Every line from the one containing "pub struct ConfigLoader" to the one containing "Ignore environment overrides" in the records below, both included, must be set down exactly, and no other line.

Stored data entries
_ _ _ _ _ _ _

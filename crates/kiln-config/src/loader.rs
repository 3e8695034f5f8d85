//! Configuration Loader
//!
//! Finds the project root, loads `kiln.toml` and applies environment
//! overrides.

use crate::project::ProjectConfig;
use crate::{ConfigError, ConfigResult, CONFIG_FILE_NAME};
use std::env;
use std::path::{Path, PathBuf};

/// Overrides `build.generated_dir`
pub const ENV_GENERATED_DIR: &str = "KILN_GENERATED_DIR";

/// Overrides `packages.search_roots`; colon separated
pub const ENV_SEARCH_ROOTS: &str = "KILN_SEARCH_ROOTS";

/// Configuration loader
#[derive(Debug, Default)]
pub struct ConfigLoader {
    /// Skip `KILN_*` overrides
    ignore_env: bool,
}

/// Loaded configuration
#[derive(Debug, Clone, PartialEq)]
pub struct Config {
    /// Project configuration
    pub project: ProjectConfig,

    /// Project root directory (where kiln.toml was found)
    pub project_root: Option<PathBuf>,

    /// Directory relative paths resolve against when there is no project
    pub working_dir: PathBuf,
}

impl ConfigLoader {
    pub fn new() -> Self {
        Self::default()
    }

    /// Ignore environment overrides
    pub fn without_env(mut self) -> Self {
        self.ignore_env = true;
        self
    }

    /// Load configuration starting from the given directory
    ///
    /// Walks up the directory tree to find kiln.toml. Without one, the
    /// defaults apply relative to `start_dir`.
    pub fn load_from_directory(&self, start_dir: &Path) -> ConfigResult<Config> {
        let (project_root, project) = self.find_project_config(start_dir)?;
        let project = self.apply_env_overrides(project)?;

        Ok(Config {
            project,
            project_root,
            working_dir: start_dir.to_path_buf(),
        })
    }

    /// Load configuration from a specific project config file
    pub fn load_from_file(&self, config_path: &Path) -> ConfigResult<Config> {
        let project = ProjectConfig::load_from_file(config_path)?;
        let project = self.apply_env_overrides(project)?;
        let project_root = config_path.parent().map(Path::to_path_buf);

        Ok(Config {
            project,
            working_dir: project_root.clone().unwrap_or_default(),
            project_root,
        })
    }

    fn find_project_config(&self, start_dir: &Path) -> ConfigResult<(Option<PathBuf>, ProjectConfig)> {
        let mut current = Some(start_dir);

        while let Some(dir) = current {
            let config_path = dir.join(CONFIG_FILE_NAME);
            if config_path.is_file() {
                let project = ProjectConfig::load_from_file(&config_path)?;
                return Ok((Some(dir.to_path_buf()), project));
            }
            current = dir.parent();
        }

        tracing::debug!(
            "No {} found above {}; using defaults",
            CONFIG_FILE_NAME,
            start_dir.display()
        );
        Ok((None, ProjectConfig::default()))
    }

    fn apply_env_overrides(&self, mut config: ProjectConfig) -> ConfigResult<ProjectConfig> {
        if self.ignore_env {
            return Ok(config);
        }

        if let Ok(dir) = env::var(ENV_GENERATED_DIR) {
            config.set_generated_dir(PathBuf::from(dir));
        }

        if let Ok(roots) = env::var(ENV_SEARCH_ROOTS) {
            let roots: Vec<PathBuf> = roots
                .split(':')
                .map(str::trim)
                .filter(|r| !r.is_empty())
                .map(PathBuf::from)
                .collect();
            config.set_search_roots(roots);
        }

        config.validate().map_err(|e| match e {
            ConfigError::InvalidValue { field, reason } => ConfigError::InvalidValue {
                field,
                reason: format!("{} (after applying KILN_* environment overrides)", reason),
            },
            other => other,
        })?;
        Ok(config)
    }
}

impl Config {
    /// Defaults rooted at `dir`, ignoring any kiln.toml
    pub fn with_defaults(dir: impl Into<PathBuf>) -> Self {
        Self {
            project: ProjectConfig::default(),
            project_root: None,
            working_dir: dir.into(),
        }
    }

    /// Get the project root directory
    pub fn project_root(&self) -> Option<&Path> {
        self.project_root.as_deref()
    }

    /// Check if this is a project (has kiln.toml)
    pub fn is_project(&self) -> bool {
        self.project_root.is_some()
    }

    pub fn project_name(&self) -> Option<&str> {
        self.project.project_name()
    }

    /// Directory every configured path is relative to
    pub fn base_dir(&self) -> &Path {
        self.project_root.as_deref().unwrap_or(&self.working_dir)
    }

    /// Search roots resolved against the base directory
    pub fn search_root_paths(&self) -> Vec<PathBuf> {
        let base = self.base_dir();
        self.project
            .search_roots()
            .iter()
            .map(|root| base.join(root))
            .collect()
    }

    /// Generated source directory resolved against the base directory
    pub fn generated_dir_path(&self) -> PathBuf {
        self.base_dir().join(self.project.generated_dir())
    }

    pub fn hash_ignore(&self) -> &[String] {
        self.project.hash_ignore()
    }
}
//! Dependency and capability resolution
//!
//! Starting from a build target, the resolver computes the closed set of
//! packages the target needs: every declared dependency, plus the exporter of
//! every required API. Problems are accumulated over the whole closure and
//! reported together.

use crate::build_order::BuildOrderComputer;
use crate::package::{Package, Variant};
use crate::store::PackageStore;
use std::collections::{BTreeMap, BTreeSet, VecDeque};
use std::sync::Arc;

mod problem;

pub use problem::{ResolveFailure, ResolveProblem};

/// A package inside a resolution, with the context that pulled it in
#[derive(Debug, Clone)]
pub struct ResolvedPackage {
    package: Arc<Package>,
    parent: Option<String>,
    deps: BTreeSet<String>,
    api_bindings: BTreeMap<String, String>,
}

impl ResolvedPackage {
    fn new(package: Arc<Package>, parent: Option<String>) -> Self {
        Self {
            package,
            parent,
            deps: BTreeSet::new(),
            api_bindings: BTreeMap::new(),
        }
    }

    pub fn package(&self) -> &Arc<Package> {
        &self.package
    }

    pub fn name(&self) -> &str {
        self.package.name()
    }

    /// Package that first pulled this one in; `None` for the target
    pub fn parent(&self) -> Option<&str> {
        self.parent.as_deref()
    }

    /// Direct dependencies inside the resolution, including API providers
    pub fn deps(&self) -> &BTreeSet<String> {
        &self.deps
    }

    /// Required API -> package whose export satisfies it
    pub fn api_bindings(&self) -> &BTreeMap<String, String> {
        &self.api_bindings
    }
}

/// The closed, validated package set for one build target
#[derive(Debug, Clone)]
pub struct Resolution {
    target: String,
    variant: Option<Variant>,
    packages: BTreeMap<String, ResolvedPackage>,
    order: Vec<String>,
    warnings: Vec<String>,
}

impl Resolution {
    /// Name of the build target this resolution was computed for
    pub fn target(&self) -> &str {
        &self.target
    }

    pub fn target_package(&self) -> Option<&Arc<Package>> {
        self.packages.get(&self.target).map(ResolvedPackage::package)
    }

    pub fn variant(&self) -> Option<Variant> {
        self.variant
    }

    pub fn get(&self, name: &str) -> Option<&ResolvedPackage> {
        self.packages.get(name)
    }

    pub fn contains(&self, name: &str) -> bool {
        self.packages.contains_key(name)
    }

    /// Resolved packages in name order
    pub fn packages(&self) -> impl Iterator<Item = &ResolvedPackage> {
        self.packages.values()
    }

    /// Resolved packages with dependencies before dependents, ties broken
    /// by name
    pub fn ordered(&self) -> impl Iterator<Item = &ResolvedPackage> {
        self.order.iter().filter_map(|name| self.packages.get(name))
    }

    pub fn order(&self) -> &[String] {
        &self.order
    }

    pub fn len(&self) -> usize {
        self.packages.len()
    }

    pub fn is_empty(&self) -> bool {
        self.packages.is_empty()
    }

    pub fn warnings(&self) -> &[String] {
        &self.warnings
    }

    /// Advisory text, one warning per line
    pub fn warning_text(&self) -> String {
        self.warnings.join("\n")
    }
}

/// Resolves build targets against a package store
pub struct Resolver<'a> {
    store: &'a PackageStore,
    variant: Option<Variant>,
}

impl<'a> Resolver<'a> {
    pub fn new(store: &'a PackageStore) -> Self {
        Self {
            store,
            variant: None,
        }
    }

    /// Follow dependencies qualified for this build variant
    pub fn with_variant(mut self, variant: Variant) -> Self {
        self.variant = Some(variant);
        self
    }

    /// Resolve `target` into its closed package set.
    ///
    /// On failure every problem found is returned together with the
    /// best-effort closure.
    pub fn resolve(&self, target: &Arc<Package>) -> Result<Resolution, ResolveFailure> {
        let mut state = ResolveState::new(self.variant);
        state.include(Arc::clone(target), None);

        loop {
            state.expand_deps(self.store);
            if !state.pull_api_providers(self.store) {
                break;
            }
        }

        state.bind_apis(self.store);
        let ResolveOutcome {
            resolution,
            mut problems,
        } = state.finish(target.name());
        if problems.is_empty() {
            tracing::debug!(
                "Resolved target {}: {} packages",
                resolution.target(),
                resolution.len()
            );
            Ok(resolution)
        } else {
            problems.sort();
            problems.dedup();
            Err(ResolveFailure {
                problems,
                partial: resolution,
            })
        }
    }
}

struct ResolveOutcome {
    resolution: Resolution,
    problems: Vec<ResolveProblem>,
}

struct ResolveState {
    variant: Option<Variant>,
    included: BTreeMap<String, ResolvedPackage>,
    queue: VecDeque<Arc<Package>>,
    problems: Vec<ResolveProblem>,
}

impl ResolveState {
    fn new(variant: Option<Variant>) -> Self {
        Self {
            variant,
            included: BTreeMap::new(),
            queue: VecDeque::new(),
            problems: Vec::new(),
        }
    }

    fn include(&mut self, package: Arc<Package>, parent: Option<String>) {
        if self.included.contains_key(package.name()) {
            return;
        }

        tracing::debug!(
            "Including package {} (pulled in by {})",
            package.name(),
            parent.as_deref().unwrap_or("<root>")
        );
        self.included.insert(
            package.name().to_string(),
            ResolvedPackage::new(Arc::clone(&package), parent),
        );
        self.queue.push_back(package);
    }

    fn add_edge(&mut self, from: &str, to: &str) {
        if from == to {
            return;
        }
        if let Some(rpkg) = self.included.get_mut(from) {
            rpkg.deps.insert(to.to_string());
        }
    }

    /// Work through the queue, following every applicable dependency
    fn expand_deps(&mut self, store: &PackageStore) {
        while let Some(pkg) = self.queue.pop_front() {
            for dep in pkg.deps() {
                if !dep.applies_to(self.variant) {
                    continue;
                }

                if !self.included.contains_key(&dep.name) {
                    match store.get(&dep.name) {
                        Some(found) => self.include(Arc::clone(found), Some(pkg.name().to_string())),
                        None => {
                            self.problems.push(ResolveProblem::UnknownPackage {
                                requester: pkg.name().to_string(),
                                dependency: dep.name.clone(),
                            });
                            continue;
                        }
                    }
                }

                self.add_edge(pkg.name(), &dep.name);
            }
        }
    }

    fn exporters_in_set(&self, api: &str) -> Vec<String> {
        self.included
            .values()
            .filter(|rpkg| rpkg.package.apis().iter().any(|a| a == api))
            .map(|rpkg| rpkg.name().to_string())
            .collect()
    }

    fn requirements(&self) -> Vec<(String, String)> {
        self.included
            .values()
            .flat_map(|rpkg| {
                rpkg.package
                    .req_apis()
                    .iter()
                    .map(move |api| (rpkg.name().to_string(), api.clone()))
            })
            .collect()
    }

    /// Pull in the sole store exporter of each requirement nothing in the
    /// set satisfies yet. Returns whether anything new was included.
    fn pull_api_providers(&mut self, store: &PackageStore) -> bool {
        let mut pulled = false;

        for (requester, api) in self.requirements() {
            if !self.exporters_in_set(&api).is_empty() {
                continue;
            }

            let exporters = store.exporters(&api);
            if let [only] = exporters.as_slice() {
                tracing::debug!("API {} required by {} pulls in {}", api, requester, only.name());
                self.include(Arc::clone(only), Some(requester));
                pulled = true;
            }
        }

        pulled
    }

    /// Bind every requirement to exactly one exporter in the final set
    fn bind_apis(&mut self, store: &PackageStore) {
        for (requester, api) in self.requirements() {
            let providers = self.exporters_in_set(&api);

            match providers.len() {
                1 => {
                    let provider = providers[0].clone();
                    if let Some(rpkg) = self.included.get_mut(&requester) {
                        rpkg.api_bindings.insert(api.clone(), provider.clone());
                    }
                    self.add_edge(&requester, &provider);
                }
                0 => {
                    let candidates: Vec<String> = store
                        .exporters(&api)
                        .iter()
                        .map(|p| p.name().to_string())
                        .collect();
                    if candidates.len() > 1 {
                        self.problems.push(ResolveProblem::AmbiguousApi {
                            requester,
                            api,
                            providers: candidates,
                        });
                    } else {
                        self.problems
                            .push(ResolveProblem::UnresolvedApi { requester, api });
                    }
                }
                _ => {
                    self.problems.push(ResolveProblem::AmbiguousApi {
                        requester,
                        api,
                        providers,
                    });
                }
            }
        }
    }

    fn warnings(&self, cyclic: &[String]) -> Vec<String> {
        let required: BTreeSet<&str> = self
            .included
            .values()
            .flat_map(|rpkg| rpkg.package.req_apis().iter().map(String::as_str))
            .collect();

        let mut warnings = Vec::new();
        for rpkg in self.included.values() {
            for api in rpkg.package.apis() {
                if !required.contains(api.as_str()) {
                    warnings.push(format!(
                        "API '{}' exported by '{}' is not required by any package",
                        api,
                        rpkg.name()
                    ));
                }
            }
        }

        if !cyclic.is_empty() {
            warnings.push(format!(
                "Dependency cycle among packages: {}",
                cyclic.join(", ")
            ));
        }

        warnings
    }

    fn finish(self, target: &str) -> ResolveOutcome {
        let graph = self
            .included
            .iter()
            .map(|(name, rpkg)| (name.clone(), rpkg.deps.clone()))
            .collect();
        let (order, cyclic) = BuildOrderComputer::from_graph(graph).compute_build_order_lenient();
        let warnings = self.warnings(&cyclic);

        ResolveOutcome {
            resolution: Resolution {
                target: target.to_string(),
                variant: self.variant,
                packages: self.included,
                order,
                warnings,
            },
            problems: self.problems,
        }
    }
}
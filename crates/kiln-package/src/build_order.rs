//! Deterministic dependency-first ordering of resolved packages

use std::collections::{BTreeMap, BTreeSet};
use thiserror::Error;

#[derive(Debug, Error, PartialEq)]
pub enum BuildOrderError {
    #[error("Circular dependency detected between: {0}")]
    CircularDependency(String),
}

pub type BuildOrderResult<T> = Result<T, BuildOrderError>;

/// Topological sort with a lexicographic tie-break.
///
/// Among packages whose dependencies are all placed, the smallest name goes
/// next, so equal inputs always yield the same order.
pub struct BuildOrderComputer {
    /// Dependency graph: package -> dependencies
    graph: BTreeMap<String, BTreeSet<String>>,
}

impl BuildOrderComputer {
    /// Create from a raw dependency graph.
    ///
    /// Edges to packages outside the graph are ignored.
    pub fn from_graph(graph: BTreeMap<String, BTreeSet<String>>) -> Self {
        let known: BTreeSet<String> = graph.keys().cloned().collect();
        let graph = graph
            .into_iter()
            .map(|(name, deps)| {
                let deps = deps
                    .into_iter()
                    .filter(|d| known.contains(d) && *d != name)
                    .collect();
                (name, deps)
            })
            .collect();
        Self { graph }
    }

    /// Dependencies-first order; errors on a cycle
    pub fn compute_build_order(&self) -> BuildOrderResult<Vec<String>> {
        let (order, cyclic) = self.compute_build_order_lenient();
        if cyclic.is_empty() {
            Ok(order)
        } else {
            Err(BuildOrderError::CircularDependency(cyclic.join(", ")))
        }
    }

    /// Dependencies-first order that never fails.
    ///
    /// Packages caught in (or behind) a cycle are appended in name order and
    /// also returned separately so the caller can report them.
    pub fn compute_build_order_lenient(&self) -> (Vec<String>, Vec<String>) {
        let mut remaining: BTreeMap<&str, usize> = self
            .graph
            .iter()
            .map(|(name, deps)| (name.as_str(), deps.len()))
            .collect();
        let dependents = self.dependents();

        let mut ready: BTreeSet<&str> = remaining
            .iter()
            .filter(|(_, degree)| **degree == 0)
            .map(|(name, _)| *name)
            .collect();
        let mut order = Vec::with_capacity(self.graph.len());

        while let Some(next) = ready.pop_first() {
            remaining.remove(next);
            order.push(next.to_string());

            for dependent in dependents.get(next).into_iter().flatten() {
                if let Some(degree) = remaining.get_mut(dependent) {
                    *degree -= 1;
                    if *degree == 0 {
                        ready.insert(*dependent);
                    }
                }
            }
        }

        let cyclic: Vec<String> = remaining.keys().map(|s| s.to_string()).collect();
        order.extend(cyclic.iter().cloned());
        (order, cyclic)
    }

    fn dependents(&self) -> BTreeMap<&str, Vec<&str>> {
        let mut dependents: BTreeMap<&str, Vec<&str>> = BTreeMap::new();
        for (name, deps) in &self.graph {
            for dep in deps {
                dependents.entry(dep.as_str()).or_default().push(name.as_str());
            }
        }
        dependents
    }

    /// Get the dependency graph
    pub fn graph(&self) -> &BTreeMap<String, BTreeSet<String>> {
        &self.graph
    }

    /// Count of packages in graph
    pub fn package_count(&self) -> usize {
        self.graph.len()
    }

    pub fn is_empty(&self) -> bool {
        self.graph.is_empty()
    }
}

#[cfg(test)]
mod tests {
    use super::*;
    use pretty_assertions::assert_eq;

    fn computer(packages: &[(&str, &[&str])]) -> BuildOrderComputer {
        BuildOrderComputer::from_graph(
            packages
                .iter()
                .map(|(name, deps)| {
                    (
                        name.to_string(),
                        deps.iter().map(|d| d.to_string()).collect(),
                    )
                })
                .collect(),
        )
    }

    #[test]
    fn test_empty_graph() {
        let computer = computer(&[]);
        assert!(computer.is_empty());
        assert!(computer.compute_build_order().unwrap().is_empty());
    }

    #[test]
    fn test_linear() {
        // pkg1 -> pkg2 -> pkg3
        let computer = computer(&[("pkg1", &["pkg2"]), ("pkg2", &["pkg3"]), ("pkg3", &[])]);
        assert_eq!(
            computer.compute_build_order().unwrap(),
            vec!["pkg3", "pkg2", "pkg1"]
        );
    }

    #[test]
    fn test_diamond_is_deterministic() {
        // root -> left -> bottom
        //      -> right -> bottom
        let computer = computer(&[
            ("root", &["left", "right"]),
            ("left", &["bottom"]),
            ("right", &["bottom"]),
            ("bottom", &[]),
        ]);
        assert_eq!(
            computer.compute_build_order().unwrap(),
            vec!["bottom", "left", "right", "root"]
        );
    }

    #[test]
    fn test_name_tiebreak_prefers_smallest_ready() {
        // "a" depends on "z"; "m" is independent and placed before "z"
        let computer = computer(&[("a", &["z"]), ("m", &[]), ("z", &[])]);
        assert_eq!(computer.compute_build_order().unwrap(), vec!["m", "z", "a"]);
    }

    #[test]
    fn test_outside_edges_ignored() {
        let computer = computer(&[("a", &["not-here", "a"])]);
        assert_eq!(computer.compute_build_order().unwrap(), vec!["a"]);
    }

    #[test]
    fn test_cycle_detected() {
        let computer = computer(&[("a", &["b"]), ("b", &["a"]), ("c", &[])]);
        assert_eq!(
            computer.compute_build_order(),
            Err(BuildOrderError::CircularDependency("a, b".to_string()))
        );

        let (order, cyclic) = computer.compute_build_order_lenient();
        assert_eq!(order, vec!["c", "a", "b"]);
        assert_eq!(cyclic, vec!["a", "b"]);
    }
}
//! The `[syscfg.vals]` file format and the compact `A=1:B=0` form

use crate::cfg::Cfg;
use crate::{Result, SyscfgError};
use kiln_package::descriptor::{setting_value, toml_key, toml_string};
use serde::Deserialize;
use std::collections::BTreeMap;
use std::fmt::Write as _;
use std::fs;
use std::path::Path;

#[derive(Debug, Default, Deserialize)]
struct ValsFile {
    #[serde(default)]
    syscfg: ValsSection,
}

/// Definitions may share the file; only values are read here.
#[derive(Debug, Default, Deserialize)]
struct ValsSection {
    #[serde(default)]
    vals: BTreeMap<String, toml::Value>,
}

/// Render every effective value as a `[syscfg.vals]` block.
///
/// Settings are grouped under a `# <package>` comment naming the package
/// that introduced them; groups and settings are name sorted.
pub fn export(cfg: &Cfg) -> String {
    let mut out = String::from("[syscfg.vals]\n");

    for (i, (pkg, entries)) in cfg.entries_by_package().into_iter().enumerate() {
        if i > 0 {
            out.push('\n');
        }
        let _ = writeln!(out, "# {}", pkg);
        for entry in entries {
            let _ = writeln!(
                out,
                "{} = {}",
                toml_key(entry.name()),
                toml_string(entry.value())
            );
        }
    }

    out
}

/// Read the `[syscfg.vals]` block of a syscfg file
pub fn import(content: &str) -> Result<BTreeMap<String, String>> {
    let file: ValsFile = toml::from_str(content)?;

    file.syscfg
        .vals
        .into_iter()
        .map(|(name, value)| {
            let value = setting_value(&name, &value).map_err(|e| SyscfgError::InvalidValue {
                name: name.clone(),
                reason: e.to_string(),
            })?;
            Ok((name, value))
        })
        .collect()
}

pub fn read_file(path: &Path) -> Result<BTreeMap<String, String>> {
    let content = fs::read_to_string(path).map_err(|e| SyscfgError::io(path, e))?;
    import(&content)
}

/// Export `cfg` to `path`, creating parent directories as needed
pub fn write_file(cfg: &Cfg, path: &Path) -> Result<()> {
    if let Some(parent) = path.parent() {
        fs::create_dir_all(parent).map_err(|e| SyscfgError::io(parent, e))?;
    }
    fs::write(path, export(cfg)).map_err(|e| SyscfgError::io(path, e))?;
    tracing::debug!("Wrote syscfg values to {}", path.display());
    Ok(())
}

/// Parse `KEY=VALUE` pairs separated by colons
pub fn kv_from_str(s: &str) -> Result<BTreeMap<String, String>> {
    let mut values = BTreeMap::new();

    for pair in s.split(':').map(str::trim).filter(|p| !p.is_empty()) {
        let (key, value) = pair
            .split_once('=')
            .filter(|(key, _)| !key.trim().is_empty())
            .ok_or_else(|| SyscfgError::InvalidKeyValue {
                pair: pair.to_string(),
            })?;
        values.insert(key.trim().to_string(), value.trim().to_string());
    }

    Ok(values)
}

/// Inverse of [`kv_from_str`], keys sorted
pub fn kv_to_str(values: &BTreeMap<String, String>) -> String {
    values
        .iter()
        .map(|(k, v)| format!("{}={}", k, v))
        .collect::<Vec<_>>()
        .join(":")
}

_ _ _ _ _ _ _

**WRITTEN SOLUTION**
pub struct ConfigLoader {
    /// Skip `KILN_*` overrides
    ignore_env: bool,
}

/// Loaded configuration
#[derive(Debug, Clone, PartialEq)]
pub struct Config {
    /// Project configuration
    pub project: ProjectConfig,

    /// Project root directory (where kiln.toml was found)
    pub project_root: Option<PathBuf>,

    /// Directory relative paths resolve against when there is no project
    pub working_dir: PathBuf,
}

impl ConfigLoader {
    pub fn new() -> Self {
        Self::default()
    }

    /// Ignore environment overrides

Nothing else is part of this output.